- Task details:
The answer is the set of lines that include "outer", copied from the data below.

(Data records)
#[cfg(test)]
mod tests {
    use super::*;
    use crate::policy::{ONCE, RECURSIVE};
    use crate::NodeBuilder;

    fn label(name: &str) -> Runner<i64, String> {
        let name = name.to_owned();
        Runner::action(name.clone(), move |_: &i64| name.clone())
    }

    fn above(n: i64) -> Condition<i64> {
        Condition::new(format!("x > {n}"), move |x: &i64| *x > n)
    }

    fn isolated() -> Arc<PolicyRegistry> {
        Arc::new(PolicyRegistry::new())
    }

    #[test]
    fn runs_first_matching_branch() {
        let node = NodeBuilder::new()
            .branch(above(10), label("big"))
            .branch(above(0), label("small"))
            .otherwise(label("negative"))
            .build()
            .unwrap();
        let tree = DTree::build(node).unwrap();

        assert_eq!(tree.run(&20).unwrap(), Some("big".to_owned()));
        assert_eq!(tree.run(&5).unwrap(), Some("small".to_owned()));
        assert_eq!(tree.run(&-5).unwrap(), Some("negative".to_owned()));
    }

    #[test]
    fn no_match_without_else() {
        let node = NodeBuilder::new()
            .branch(above(10), label("big"))
            .build()
            .unwrap();
        let tree = DTree::build(node).unwrap();
        assert!(tree.run(&1).unwrap_err().is_no_match());
        assert_eq!(tree.evaluate(&1).unwrap(), Flow::NoMatch);
    }

    #[test]
    fn nested_nodes_get_parents_and_depth() {
        let node = NodeBuilder::new()
            .branch(
                above(0),
                NodeBuilder::new().branch(above(10), NodeBuilder::new().otherwise(label("deep"))),
            )
            .build()
            .unwrap();
        let root = DTree::build(node).unwrap();
        assert_eq!(root.depth(), 0);
        assert!(root.parent().is_none());

        let (_, child) = root.children().next().unwrap();
        let Runner::Tree(child) = child else {
            panic!("expected subtree");
        };
        assert_eq!(child.depth(), 1);
        assert!(Arc::ptr_eq(&child.parent().unwrap(), &root));

        let (_, grandchild) = child.children().next().unwrap();
        let Runner::Tree(grandchild) = grandchild else {
            panic!("expected subtree");
        };
        assert_eq!(grandchild.depth(), 2);
        assert_eq!(root.run(&11).unwrap(), Some("deep".to_owned()));
    }

    #[test]
    fn policy_is_inherited_from_parent() {
        let node = NodeBuilder::new()
            .branch(
                above(0),
                NodeBuilder::new()
                    .branch(above(5), NodeBuilder::new().otherwise(label("a")))
                    .policy(ONCE),
            )
            .otherwise(label("b"))
            .policy(RECURSIVE)
            .build()
            .unwrap();
        let root = DTree::build_with(node, &isolated()).unwrap();
        assert_eq!(&*root.policy(), RECURSIVE);
        assert_eq!(root.explicit_policy(), Some(RECURSIVE));

        let Some((_, Runner::Tree(child))) = root.children().next() else {
            panic!("expected subtree");
        };
        assert_eq!(&*child.policy(), ONCE);

        let Some((_, Runner::Tree(grandchild))) = child.children().next() else {
            panic!("expected subtree");
        };
        assert_eq!(grandchild.explicit_policy(), None);
        assert_eq!(&*grandchild.policy(), ONCE);
    }

    #[test]
    fn root_falls_back_to_registry_default() {
        let registry = Arc::new(PolicyRegistry::with_default(RECURSIVE).unwrap());
        let node = NodeBuilder::new().otherwise(label("x")).build().unwrap();
        let tree = DTree::build_with(node, &registry).unwrap();
        assert_eq!(&*tree.policy(), RECURSIVE);
        assert_eq!(tree.to_string(), "+++root:\n|      ---ELSE --> x\n");
    }

    #[test]
    fn detached_subtree_keeps_inherited_policy_and_depth() {
        let node = NodeBuilder::new()
            .branch(
                above(0),
                NodeBuilder::new().branch(above(10), NodeBuilder::new().otherwise(label("deep"))),
            )
            .policy(RECURSIVE)
            .build()
            .unwrap();
        let root = DTree::build_with(node, &isolated()).unwrap();
        let Some((_, Runner::Tree(child))) = root.children().next() else {
            panic!("expected subtree");
        };
        let child = Arc::clone(child);
        drop(root);

        assert!(child.parent().is_none());
        assert_eq!(&*child.policy(), RECURSIVE);
        assert_eq!(child.explicit_policy(), None);
        assert_eq!(child.depth(), 1);
        assert_eq!(child.run(&11).unwrap(), Some("deep".to_owned()));
    }

    #[test]
    fn registered_policy_can_serve_as_default() {
        let registry = isolated();
        registry
            .register("else-first", |level: &mut dyn Level| level.delegate_else())
            .unwrap();
        let node = NodeBuilder::new()
            .branch(above(0), label("positive"))
            .otherwise(label("fallback"))
            .build()
            .unwrap();
        let pinned = NodeBuilder::new()
            .branch(above(0), label("positive"))
            .otherwise(label("fallback"))
            .policy(ONCE)
            .build()
            .unwrap();
        let tree = DTree::build_with(node, &registry).unwrap();
        let pinned = DTree::build_with(pinned, &registry).unwrap();
        assert_eq!(tree.run(&5).unwrap(), Some("positive".to_owned()));

        registry.set_default("else-first").unwrap();
        assert_eq!(&*tree.policy(), "else-first");
        assert_eq!(tree.run(&5).unwrap(), Some("fallback".to_owned()));
        assert_eq!(pinned.run(&5).unwrap(), Some("positive".to_owned()));
        assert_eq!(
            pinned.to_string(),
            "+++root(once):\n|      ---x > 0 --> positive\n|      ---ELSE --> fallback\n"
        );
    }

    #[test]
    fn unknown_policy_fails_at_build_time() {
        let node = NodeBuilder::new()
            .branch(above(0), NodeBuilder::new().otherwise(label("x")).policy("sideways"))
            .build()
            .unwrap();
        let err = DTree::build_with(node, &isolated()).unwrap_err();
        assert!(matches!(err, BuildError::UnknownPolicy { name } if name == "sideways"));
    }

    #[test]
    fn built_tree_is_rematerialized_under_new_parent() {
        let registry = isolated();
        let inner_node = NodeBuilder::new()
            .branch(above(100), label("huge"))
            .build()
            .unwrap();
        let inner = DTree::build_with(inner_node, &registry).unwrap();
        assert_eq!(&*inner.policy(), ONCE);

        let node = NodeBuilder::new()
            .branch(above(0), Arc::clone(&inner))
            .otherwise(label("fallback"))
            .policy(RECURSIVE)
            .build()
            .unwrap();
        let outer = DTree::build_with(node, &registry).unwrap();

        let Some((_, Runner::Tree(adopted))) = outer.children().next() else {
            panic!("expected subtree");
        };
        assert!(!Arc::ptr_eq(adopted, &inner));
        assert_eq!(&*adopted.policy(), RECURSIVE);
        assert_eq!(adopted.depth(), 1);
        assert_eq!(inner.depth(), 0);
        assert_eq!(outer.run(&5).unwrap(), Some("fallback".to_owned()));
    }

    #[test]
    fn children_list_else_last() {
        let node = NodeBuilder::new()
            .otherwise(label("c"))
            .branch(above(10), label("a"))
            .branch(above(0), label("b"))
            .build()
            .unwrap();
        let tree = DTree::build(node).unwrap();
        let described: Vec<String> = tree
            .children()
            .map(|(condition, runner)| format!("{condition} -> {}", runner.description()))
            .collect();
        assert_eq!(described, vec!["x > 10 -> a", "x > 0 -> b", "ELSE -> c"]);
        assert_eq!(tree.otherwise().unwrap().description(), "c");
    }

    #[test]
    fn custom_policy_out_of_range_is_an_error() {
        let registry = isolated();
        registry
            .register("broken", |level: &mut dyn Level| level.delegate(level.len()))
            .unwrap();
        let node = NodeBuilder::new()
            .branch(above(0), label("a"))
            .policy("broken")
            .build()
            .unwrap();
        let tree = DTree::build_with(node, &registry).unwrap();
        let err = tree.run(&1).unwrap_err();
        assert!(matches!(err, RunError::BranchOutOfRange { index: 1, len: 1 }));
    }

    #[test]
    fn renders_non_default_policies() {
        let node = NodeBuilder::new()
            .branch(
                above(0),
                NodeBuilder::new()
                    .branch(above(10), label("big"))
                    .otherwise(label("small")),
            )
            .otherwise(label("negative"))
            .policy(RECURSIVE)
            .build()
            .unwrap();
        let tree = DTree::build_with(node, &isolated()).unwrap();
        let expected = "\
+++root(recursive):
|      +++x > 0(recursive):
|      |      ---x > 10 --> big
|      |      ---ELSE --> small
|      ---ELSE --> negative
";
        assert_eq!(tree.to_string(), expected);
    }

    #[test]
    fn subtree_renders_at_its_own_depth() {
        let node = NodeBuilder::new()
            .branch(above(0), NodeBuilder::new().otherwise(label("inner")))
            .build()
            .unwrap();
        let tree = DTree::build(node).unwrap();
        let Some((_, Runner::Tree(child))) = tree.children().next() else {
            panic!("expected subtree");
        };
        assert_eq!(child.to_string(), "|      |      ---ELSE --> inner\n");
    }
}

- Response to this task:
        let outer = DTree::build_with(node, &registry).unwrap();
        let Some((_, Runner::Tree(adopted))) = outer.children().next() else {
        assert_eq!(outer.run(&5).unwrap(), Some("fallback".to_owned()));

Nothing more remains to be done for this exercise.